Data to examine START

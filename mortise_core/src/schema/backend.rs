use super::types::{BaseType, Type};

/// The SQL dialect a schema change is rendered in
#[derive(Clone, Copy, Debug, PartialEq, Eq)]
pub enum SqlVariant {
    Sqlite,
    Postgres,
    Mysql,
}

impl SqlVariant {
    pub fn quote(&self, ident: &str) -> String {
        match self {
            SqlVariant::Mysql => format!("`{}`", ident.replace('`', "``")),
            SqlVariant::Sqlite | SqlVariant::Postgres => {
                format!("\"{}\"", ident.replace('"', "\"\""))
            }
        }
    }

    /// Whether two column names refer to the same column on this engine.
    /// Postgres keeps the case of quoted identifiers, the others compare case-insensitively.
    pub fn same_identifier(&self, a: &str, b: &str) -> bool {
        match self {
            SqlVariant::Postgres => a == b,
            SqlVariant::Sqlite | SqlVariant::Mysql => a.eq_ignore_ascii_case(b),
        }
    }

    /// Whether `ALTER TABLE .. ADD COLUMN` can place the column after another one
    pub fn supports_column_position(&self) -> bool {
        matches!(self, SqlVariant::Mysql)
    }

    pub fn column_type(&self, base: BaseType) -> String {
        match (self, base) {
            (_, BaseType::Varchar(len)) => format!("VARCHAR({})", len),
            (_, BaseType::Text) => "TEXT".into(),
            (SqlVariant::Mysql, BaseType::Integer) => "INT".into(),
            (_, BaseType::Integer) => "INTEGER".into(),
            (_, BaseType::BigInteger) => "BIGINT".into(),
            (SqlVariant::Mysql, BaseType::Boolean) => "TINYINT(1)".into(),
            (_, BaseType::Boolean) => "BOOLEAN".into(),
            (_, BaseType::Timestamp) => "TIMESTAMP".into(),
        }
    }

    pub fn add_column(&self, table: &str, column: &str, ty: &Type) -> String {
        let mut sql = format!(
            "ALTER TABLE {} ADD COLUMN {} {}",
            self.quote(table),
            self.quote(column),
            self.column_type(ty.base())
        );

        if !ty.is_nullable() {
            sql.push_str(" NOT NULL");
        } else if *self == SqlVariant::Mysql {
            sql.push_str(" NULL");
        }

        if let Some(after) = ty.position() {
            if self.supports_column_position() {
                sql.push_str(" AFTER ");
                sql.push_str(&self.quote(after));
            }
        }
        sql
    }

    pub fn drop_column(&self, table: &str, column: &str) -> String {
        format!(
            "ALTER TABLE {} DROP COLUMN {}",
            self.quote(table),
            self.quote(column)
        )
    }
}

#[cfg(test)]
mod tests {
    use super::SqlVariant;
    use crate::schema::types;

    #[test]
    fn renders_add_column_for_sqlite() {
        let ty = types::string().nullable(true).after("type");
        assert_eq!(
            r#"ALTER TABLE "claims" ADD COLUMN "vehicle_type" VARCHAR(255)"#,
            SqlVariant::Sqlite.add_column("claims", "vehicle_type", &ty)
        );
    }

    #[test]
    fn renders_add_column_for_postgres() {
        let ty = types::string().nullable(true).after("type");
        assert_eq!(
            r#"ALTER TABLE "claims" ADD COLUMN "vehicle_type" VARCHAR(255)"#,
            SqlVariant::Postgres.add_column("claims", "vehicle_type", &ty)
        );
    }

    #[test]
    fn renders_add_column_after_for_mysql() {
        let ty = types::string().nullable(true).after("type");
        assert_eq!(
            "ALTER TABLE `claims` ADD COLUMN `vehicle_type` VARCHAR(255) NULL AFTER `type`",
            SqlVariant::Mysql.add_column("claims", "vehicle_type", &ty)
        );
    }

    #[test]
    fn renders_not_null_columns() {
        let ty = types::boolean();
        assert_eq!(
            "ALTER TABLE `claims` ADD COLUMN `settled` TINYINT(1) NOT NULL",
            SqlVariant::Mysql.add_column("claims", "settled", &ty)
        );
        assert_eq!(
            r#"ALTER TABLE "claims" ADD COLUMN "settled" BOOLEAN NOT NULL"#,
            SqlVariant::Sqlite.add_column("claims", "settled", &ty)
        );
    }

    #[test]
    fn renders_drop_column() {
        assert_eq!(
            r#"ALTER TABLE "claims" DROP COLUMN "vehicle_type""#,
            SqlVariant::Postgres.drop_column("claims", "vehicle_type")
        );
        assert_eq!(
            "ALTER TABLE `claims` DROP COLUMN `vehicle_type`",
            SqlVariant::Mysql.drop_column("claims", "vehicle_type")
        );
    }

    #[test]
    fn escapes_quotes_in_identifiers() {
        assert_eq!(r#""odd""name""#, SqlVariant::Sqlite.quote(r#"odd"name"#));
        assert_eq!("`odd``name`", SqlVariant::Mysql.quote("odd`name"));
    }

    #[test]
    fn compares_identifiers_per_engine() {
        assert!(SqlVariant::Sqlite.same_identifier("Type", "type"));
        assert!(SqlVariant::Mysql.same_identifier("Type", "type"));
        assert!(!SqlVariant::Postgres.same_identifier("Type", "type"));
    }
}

Data to examine END

Above are the records. Print exactly, and only, the lines from the line with "match (self, base)" to the line with "(_, BaseType::BigInteger) =>", both inclusive.

#### Output below
        match (self, base) {
            (_, BaseType::Varchar(len)) => format!("VARCHAR({})", len),
            (_, BaseType::Text) => "TEXT".into(),
            (SqlVariant::Mysql, BaseType::Integer) => "INT".into(),
            (_, BaseType::Integer) => "INTEGER".into(),
            (_, BaseType::BigInteger) => "BIGINT".into(),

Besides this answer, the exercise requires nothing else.